Zwei Petrischalen haben die Kinder, um die Wattestäbchen zu präparieren. Eine ist mit Wasser gefüllt, die andere mit Seifenlauge. Sobald das in Seifenlauge getunkte Wattestäbchen den Pfeffer erwischt, schnellt dieser an den Rand der Schüssel. Die Wasser-Oberfläche ist wieder klar. Die 6-jährige Marlies freut sich. „Elke, ich hab’s geschafft! Ich hab die Viren verjagt!“, ruft sie.

Den Forschungsdrang der Kinder in naturwissenschaftlich-technischen Bereichen wecken – das ist das Ziel von Elke Hattinger. Seit elf Jahren leitet sie den Caritas-Kindergarten Pötting. Der Kindergarten ist klein. Es gibt ihn seit 40 Jahren, nach wie vor hat er nur eine Gruppe. Von Beginn an war es der Leiterin wichtig, die Kinder zum Experimentieren und Forschen anzuregen. Sie sucht sich Experimente auf Pinterest, besucht mit den Kindern das Welios in Wels und nutzt den Girl’s Day – nicht nur für die „Girls“, sondern für alle Kinder: Die Buben schnuppern dabei ins Nähen hinein.

Dabei greift Hattinger die Interessen der Kinder auf. „Wenn sich beispielsweise gerade viele für Raketen begeistern, dann machen wir einen Raketenstart und testen mit Hilfe von Fliehkraft und Druckluft die verschiedensten Startmanöver aus“, erzählt die Kindergarten-Leiterin.

Steter Tropfen höhlt den Stein: Kürzlich meinte Marlies, sie wolle Forscherin werden.

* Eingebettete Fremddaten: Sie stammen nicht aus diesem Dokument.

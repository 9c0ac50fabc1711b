// SPDX-License-Identifier: GPL-3.0-only
//! Thread lifecycle management for driver-side frame loops
//!
//! Drivers deliver frames from threads they own. This module gives the
//! simulated driver (and any other in-process frame source) a named thread
//! that runs one closure per frame until it is told to stop.

use std::io;
use std::sync::Arc;
use std::sync::atomic::{AtomicBool, Ordering};
use std::thread::{self, JoinHandle};
use std::time::{Duration, Instant};
use tracing::{debug, info, warn};

/// Action returned by the loop closure to control loop behavior
#[derive(Debug, Clone, Copy, PartialEq, Eq)]
pub enum LoopAction {
    /// Run another iteration
    Continue,
    /// Leave the loop; the thread exits
    Stop,
}

/// Controller for a frame loop running on its own thread
///
/// # Example
///
/// ```ignore
/// let controller = CaptureLoopController::start("depth-source", |stop| {
///     emit_frame();
///     sleep_unless_stopped(stop, frame_interval);
///     LoopAction::Continue
/// })?;
///
/// controller.stop();
/// ```
pub struct CaptureLoopController {
    thread_handle: Option<JoinHandle<()>>,
    stop_signal: Arc<AtomicBool>,
    name: String,
}

impl CaptureLoopController {
    /// Spawn a thread named `name` that calls `loop_fn` until it returns
    /// [`LoopAction::Stop`] or [`stop`](Self::stop) is called.
    ///
    /// The closure receives the stop flag so it can cut long waits short.
    pub fn start<F>(name: &str, mut loop_fn: F) -> io::Result<Self>
    where
        F: FnMut(&AtomicBool) -> LoopAction + Send + 'static,
    {
        let stop_signal = Arc::new(AtomicBool::new(false));
        let thread_stop = Arc::clone(&stop_signal);
        let thread_name = name.to_string();

        info!(name = %name, "Starting frame loop");

        let thread_handle = thread::Builder::new()
            .name(name.to_string())
            .spawn(move || {
                debug!(name = %thread_name, "Frame loop thread started");

                while !thread_stop.load(Ordering::SeqCst) {
                    if loop_fn(&thread_stop) == LoopAction::Stop {
                        debug!(name = %thread_name, "Loop requested stop");
                        break;
                    }
                }

                info!(name = %thread_name, "Frame loop thread exiting");
            })?;

        Ok(Self {
            thread_handle: Some(thread_handle),
            stop_signal,
            name: name.to_string(),
        })
    }

    /// Check if the loop thread is still alive
    pub fn is_running(&self) -> bool {
        self.thread_handle
            .as_ref()
            .map(|h| !h.is_finished())
            .unwrap_or(false)
    }

    /// Signal the loop to stop without waiting for it
    pub fn request_stop(&self) {
        debug!(name = %self.name, "Requesting frame loop stop");
        self.stop_signal.store(true, Ordering::SeqCst);
    }

    /// Signal the loop to stop and wait for the thread to finish
    pub fn stop(&mut self) {
        self.request_stop();
        self.join();
    }

    /// Wait for the thread to finish without sending the stop signal
    pub fn join(&mut self) {
        if let Some(handle) = self.thread_handle.take() {
            // Joining ourselves would deadlock; the loop exits on its own.
            if handle.thread().id() == thread::current().id() {
                return;
            }
            if let Err(e) = handle.join() {
                warn!(name = %self.name, "Frame loop thread panicked: {:?}", e);
            } else {
                debug!(name = %self.name, "Frame loop thread finished");
            }
        }
    }
}

impl Drop for CaptureLoopController {
    fn drop(&mut self) {
        if self.thread_handle.is_some() {
            debug!(name = %self.name, "CaptureLoopController dropped, stopping loop");
            self.stop();
        }
    }
}

/// Sleep for `duration`, waking early once `stop` is set
///
/// Returns `false` if the sleep was cut short.
pub fn sleep_unless_stopped(stop: &AtomicBool, duration: Duration) -> bool {
    const SLICE: Duration = Duration::from_millis(5);

    let deadline = Instant::now() + duration;
    loop {
        if stop.load(Ordering::SeqCst) {
            return false;
        }
        let now = Instant::now();
        if now >= deadline {
            return true;
        }
        thread::sleep(SLICE.min(deadline - now));
    }
}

Neben Elke Hattinger betreut eine weitere Pädagogin, Bettina, die 19 Kinder. Derzeit sind sie gesegnet: Praktikantin Elisabeth, die gerade die Ausbildung zur Helferin macht, unterstützt sie. Zu dritt in der Gruppe zu sein ermöglicht eine andere Art des Lernens: Wo früher Angebotspädagogik herrscht, d.h. alle Kinder wurden - ähnlich dem schulischen Frontalunterricht – mit einem Programm bespielt, gibt es nun bedürfnisorientiert eine breite Palette an Möglichkeiten. Nicht länger überlegt sich eine Pädagogin ein Programm, das über die ganze Gruppe gestülpt wird. Stattdessen gibt es Spielinseln, in denen sich die Kinder ihren Interessen widmen können. Während im Experimentierland geforscht wird, zieht sich eine Gruppe auf den „Bauplatz“ zurück, wo sie gemeinsam mit Elisabeth aus Steckwürfeln Fahrzeuge, Gebäude und Dinosaurier zusammenbauen. Bettina sitzt indessen mit vier Kindern am Tisch und spielt Karten. Die Lernumgebung wird kontinuierlich an die Kinder angepasst.

Lernen bewusst gestalten

Pädagogische Konzepte sind im Wandel, und mit ihnen der Kindergarten. Die Rahmenbedingungen kommen mit diesem Wandel noch nicht ganz mit. Roswitha Nollet, Leiterin der Caritas-Fachstelle für kirchliche Kinderbildungs- und -betreuungseinrichtungen, kennt die Herausforderungen, mit der Pädagog*innen konfrontiert sind: „Früher gab es ein einheitliches Programm für alle Kinder. Manche waren unterfordert, andere überfordert. Es wurde eher auf die Schwächen geschaut“, erklärt sie. „Heute sehen wir uns ganz bewusst jedes einzelne Kind an: Wo steht es, was sind seine Interessen und wie kann ich es in seiner Entwicklung unterstützen?“

Während Kindergärten früher als Betreuungsorte galten, sind sie mittlerweile wichtige Bildungseinrichtungen. Sie legen den Grundstein für die Bildungslaufbahn der Kinder. Insbesondere auf die Entwicklung von sozialen Beziehungen und Emotionen, Sprache, Bewegung, Kreativität und...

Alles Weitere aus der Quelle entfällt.